Copy whichever lines of the data hold the word "different".
#####
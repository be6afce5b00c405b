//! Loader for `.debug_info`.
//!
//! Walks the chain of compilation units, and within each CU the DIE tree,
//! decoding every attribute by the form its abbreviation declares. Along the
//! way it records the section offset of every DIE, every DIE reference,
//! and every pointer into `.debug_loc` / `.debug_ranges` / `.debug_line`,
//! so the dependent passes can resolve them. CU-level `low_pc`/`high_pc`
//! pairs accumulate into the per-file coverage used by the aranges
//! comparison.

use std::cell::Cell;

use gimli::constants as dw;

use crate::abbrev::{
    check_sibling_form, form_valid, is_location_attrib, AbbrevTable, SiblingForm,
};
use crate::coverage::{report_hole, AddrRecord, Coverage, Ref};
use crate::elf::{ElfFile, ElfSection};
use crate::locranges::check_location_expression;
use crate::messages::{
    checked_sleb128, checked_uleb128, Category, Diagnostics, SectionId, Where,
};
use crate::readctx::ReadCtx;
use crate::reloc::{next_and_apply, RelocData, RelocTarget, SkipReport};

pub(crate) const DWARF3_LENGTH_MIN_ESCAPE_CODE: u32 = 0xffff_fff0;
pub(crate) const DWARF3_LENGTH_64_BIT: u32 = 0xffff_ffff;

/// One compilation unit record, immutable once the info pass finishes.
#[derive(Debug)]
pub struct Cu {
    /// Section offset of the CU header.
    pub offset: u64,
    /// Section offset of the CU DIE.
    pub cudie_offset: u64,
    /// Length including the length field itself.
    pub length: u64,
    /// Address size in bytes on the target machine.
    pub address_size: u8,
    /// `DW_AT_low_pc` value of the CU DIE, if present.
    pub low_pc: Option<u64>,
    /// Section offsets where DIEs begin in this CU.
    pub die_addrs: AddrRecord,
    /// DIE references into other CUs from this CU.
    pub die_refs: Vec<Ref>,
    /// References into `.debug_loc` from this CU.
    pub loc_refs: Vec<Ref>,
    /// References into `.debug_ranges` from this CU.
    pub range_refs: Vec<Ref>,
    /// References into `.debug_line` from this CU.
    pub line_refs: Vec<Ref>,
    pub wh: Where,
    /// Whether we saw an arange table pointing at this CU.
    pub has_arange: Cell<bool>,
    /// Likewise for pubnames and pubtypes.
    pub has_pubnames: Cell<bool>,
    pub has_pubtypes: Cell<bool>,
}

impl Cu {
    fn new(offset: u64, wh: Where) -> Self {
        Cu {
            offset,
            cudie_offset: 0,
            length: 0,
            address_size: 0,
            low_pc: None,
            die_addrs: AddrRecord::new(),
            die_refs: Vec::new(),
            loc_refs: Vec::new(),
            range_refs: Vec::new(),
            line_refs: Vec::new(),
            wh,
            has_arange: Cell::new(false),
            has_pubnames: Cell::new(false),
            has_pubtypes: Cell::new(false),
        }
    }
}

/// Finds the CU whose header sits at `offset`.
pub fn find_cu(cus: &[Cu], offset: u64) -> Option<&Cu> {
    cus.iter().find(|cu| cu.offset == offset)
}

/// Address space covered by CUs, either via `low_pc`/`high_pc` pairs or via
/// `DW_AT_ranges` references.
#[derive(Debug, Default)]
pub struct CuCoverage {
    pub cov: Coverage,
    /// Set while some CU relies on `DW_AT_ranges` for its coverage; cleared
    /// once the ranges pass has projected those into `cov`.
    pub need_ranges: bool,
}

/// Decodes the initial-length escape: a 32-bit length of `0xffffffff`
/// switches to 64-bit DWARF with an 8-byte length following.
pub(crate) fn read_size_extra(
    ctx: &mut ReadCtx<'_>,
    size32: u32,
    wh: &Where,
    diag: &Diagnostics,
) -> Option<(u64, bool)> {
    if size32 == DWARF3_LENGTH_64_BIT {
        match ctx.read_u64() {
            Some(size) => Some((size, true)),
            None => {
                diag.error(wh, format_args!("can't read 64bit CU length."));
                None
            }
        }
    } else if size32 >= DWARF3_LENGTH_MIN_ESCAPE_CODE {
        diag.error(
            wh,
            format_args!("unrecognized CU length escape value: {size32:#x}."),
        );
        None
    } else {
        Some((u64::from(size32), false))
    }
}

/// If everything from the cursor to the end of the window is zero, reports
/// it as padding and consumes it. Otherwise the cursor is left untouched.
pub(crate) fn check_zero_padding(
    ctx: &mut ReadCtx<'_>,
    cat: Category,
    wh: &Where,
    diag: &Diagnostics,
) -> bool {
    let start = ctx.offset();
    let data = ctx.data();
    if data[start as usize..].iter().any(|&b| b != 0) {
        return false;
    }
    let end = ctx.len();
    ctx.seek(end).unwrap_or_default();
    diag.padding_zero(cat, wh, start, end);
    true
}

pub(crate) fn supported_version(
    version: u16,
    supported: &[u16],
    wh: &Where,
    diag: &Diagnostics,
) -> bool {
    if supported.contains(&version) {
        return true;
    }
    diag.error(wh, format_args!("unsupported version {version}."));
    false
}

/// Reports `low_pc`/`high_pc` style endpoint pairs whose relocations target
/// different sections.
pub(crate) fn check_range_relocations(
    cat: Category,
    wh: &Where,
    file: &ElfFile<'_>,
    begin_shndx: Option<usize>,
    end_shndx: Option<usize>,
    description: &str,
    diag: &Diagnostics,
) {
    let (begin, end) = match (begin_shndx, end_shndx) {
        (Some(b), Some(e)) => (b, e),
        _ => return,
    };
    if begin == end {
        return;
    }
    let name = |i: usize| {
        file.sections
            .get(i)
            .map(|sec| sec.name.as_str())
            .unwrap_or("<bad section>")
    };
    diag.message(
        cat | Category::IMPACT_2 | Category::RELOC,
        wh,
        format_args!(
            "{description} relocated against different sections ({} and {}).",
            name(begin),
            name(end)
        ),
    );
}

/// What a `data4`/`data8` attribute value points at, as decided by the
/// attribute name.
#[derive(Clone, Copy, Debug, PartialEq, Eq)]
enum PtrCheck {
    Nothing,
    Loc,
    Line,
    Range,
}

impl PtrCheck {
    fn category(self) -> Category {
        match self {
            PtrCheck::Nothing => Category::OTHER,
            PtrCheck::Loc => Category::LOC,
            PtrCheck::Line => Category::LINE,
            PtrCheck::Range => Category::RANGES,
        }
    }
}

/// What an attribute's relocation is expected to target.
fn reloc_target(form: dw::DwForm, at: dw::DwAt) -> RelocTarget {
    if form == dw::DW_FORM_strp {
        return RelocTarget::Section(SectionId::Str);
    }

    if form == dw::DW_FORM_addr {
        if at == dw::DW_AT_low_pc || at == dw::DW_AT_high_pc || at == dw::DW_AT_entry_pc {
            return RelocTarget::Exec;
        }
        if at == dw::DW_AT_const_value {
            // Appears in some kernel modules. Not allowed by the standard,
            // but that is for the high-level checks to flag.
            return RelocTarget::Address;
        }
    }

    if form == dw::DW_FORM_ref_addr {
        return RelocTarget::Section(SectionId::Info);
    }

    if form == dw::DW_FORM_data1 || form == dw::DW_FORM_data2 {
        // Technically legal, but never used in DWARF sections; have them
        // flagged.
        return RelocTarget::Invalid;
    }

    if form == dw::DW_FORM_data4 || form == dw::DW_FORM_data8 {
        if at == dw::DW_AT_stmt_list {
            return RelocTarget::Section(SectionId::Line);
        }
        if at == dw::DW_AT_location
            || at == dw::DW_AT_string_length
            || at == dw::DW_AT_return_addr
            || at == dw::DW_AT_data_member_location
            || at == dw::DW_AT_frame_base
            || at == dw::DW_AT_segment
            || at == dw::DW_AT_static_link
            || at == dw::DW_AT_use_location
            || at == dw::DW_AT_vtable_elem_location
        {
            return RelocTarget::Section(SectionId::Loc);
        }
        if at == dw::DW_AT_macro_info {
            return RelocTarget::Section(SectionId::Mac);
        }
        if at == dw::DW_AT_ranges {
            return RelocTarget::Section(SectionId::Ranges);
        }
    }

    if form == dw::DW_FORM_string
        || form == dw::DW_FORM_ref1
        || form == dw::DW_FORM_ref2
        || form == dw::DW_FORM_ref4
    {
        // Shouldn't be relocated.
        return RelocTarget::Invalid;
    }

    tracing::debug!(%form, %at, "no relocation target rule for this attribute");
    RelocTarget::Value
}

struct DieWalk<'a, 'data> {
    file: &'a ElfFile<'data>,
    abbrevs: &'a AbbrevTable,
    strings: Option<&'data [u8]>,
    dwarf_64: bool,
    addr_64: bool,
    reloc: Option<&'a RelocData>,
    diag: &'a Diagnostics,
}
#####
-- Solution for this problem --
/// different sections.
            "{description} relocated against different sections ({} and {}).",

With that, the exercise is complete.